■ **Task item**: Each entry must appear in the answer exactly as written.

----- Input data -----

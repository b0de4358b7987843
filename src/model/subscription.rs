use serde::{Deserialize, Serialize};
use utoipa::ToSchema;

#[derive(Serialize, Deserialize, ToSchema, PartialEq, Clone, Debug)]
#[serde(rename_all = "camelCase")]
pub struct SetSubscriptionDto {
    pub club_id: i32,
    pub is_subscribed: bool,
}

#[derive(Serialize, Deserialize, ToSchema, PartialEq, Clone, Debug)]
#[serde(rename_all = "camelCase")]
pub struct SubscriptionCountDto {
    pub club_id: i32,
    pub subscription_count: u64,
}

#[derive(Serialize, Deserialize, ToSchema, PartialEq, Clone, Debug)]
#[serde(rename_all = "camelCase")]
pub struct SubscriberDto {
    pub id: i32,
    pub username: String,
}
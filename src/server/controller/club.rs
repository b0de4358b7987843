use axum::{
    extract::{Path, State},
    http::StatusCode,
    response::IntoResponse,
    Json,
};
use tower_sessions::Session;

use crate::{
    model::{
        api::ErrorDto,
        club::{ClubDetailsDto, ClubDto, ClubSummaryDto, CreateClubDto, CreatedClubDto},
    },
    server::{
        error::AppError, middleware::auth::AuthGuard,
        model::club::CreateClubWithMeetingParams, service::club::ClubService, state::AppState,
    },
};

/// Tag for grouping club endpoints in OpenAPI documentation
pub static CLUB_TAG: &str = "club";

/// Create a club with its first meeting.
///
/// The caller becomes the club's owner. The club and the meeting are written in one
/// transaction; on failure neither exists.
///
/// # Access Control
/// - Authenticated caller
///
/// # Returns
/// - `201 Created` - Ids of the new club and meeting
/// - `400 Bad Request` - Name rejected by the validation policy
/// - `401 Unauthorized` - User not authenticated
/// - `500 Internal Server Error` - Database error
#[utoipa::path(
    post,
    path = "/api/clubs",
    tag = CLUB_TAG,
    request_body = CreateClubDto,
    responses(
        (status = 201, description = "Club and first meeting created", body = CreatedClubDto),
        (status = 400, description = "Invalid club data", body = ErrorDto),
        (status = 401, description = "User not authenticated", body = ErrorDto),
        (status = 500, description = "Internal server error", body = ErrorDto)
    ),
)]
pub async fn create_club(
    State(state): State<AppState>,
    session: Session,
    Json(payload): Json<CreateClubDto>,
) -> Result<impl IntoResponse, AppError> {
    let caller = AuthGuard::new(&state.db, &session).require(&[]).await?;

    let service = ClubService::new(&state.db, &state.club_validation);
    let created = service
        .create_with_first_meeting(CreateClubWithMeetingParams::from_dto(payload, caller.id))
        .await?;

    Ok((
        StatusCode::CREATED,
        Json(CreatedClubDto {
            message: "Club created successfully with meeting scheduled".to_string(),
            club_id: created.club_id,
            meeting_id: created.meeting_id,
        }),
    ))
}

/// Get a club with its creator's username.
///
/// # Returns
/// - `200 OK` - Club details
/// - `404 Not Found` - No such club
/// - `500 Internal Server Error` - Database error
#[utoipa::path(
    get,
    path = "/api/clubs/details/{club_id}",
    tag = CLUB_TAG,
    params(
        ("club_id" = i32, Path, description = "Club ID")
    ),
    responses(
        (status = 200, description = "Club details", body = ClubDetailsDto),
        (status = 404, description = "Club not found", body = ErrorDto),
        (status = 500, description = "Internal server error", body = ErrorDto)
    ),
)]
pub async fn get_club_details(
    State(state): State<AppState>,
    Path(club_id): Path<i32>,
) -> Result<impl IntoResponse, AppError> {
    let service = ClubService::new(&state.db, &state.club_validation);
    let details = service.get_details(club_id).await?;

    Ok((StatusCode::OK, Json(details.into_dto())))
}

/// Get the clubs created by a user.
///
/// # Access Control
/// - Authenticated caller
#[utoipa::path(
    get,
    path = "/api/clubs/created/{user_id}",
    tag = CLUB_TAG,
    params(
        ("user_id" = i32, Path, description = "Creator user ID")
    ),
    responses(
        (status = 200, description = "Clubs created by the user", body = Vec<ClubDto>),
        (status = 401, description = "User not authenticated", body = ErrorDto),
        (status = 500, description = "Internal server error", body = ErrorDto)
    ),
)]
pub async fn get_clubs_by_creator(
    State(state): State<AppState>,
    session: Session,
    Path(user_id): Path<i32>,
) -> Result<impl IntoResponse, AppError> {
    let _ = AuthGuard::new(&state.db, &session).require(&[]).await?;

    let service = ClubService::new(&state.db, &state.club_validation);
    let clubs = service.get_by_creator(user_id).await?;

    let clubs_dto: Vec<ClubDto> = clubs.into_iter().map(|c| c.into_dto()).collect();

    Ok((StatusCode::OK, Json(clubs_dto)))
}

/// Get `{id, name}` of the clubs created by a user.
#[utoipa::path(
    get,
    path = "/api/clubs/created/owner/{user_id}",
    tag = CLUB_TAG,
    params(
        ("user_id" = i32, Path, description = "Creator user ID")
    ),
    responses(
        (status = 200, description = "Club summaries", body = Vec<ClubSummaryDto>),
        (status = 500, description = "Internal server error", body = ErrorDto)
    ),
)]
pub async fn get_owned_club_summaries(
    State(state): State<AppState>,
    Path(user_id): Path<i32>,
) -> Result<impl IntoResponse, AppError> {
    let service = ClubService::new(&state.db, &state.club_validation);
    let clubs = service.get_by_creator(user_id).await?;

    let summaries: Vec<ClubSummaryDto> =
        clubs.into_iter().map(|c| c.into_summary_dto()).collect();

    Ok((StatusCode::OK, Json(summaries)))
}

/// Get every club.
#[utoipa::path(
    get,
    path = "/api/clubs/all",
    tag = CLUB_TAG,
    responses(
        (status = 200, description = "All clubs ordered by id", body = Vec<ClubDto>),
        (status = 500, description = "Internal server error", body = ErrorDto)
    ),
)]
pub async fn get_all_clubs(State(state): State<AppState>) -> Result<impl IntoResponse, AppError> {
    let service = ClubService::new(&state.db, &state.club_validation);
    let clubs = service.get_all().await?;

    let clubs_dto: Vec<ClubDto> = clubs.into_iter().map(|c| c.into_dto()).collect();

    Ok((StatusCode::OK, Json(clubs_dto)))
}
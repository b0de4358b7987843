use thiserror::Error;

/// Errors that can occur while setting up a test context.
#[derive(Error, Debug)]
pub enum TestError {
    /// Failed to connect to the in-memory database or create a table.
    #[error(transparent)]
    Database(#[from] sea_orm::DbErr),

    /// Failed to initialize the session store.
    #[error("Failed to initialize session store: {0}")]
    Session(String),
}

-----

■ **Response for this exercise**:
repository b0de4358b7987843
filename src/model/subscription.rs
use serde::{Deserialize, Serialize};
use utoipa::ToSchema;

#[derive(Serialize, Deserialize, ToSchema, PartialEq, Clone, Debug)]
#[serde(rename_all = "camelCase")]
pub struct SetSubscriptionDto {
    pub club_id: i32,
    pub is_subscribed: bool,
}

#[derive(Serialize, Deserialize, ToSchema, PartialEq, Clone, Debug)]
#[serde(rename_all = "camelCase")]
pub struct SubscriptionCountDto {
    pub club_id: i32,
    pub subscription_count: u64,
}

#[derive(Serialize, Deserialize, ToSchema, PartialEq, Clone, Debug)]
#[serde(rename_all = "camelCase")]
pub struct SubscriberDto {
    pub id: i32,
    pub username: String,
}
filename src/server/controller/club.rs
repository b0de4358b7987843
use axum::{
    extract::{Path, State},
    http::StatusCode,
    response::IntoResponse,
    Json,
};
use tower_sessions::Session;

use crate::{
    model::{
        api::ErrorDto,
        club::{ClubDetailsDto, ClubDto, ClubSummaryDto, CreateClubDto, CreatedClubDto},
    },
    server::{
        error::AppError, middleware::auth::AuthGuard,
        model::club::CreateClubWithMeetingParams, service::club::ClubService, state::AppState,
    },
};

/// Tag for grouping club endpoints in OpenAPI documentation
pub static CLUB_TAG: &str = "club";

/// Create a club with its first meeting.
///
/// The caller becomes the club's owner. The club and the meeting are written in one
/// transaction; on failure neither exists.
///
/// # Access Control
/// - Authenticated caller
///
/// # Returns
/// - `201 Created` - Ids of the new club and meeting
/// - `400 Bad Request` - Name rejected by the validation policy
/// - `401 Unauthorized` - User not authenticated
/// - `500 Internal Server Error` - Database error
#[utoipa::path(
    post,
    path = "/api/clubs",
    tag = CLUB_TAG,
    request_body = CreateClubDto,
    responses(
        (status = 201, description = "Club and first meeting created", body = CreatedClubDto),
        (status = 400, description = "Invalid club data", body = ErrorDto),
        (status = 401, description = "User not authenticated", body = ErrorDto),
        (status = 500, description = "Internal server error", body = ErrorDto)
    ),
)]
pub async fn create_club(
    State(state): State<AppState>,
    session: Session,
    Json(payload): Json<CreateClubDto>,
) -> Result<impl IntoResponse, AppError> {
    let caller = AuthGuard::new(&state.db, &session).require(&[]).await?;

    let service = ClubService::new(&state.db, &state.club_validation);
    let created = service
        .create_with_first_meeting(CreateClubWithMeetingParams::from_dto(payload, caller.id))
        .await?;

    Ok((
        StatusCode::CREATED,
        Json(CreatedClubDto {
            message: "Club created successfully with meeting scheduled".to_string(),
            club_id: created.club_id,
            meeting_id: created.meeting_id,
        }),
    ))
}

/// Get a club with its creator's username.
///
/// # Returns
/// - `200 OK` - Club details
/// - `404 Not Found` - No such club
/// - `500 Internal Server Error` - Database error
#[utoipa::path(
    get,
    path = "/api/clubs/details/{club_id}",
    tag = CLUB_TAG,
    params(
        ("club_id" = i32, Path, description = "Club ID")
    ),
    responses(
        (status = 200, description = "Club details", body = ClubDetailsDto),
        (status = 404, description = "Club not found", body = ErrorDto),
        (status = 500, description = "Internal server error", body = ErrorDto)
    ),
)]
pub async fn get_club_details(
    State(state): State<AppState>,
    Path(club_id): Path<i32>,
) -> Result<impl IntoResponse, AppError> {
    let service = ClubService::new(&state.db, &state.club_validation);
    let details = service.get_details(club_id).await?;

    Ok((StatusCode::OK, Json(details.into_dto())))
}

/// Get the clubs created by a user.
///
/// # Access Control
/// - Authenticated caller
#[utoipa::path(
    get,
    path = "/api/clubs/created/{user_id}",
    tag = CLUB_TAG,
    params(
        ("user_id" = i32, Path, description = "Creator user ID")
    ),
    responses(
        (status = 200, description = "Clubs created by the user", body = Vec<ClubDto>),
        (status = 401, description = "User not authenticated", body = ErrorDto),
        (status = 500, description = "Internal server error", body = ErrorDto)
    ),
)]
pub async fn get_clubs_by_creator(
    State(state): State<AppState>,
    session: Session,
    Path(user_id): Path<i32>,
) -> Result<impl IntoResponse, AppError> {
    let _ = AuthGuard::new(&state.db, &session).require(&[]).await?;

    let service = ClubService::new(&state.db, &state.club_validation);
    let clubs = service.get_by_creator(user_id).await?;

    let clubs_dto: Vec<ClubDto> = clubs.into_iter().map(|c| c.into_dto()).collect();

    Ok((StatusCode::OK, Json(clubs_dto)))
}

/// Get `{id, name}` of the clubs created by a user.
#[utoipa::path(
    get,
    path = "/api/clubs/created/owner/{user_id}",
    tag = CLUB_TAG,
    params(
        ("user_id" = i32, Path, description = "Creator user ID")
    ),
    responses(
        (status = 200, description = "Club summaries", body = Vec<ClubSummaryDto>),
        (status = 500, description = "Internal server error", body = ErrorDto)
    ),
)]
pub async fn get_owned_club_summaries(
    State(state): State<AppState>,
    Path(user_id): Path<i32>,
) -> Result<impl IntoResponse, AppError> {
    let service = ClubService::new(&state.db, &state.club_validation);
    let clubs = service.get_by_creator(user_id).await?;

    let summaries: Vec<ClubSummaryDto> =
        clubs.into_iter().map(|c| c.into_summary_dto()).collect();

    Ok((StatusCode::OK, Json(summaries)))
}

/// Get every club.
#[utoipa::path(
    get,
    path = "/api/clubs/all",
    tag = CLUB_TAG,
    responses(
        (status = 200, description = "All clubs ordered by id", body = Vec<ClubDto>),
        (status = 500, description = "Internal server error", body = ErrorDto)
    ),
)]
pub async fn get_all_clubs(State(state): State<AppState>) -> Result<impl IntoResponse, AppError> {
    let service = ClubService::new(&state.db, &state.club_validation);
    let clubs = service.get_all().await?;

    let clubs_dto: Vec<ClubDto> = clubs.into_iter().map(|c| c.into_dto()).collect();

    Ok((StatusCode::OK, Json(clubs_dto)))
}
repository b0de4358b7987843
use thiserror::Error;

/// Errors that can occur while setting up a test context.
#[derive(Error, Debug)]
pub enum TestError {
    /// Failed to connect to the in-memory database or create a table.
    #[error(transparent)]
    Database(#[from] sea_orm::DbErr),

    /// Failed to initialize the session store.
    #[error("Failed to initialize session store: {0}")]
    Session(String),
}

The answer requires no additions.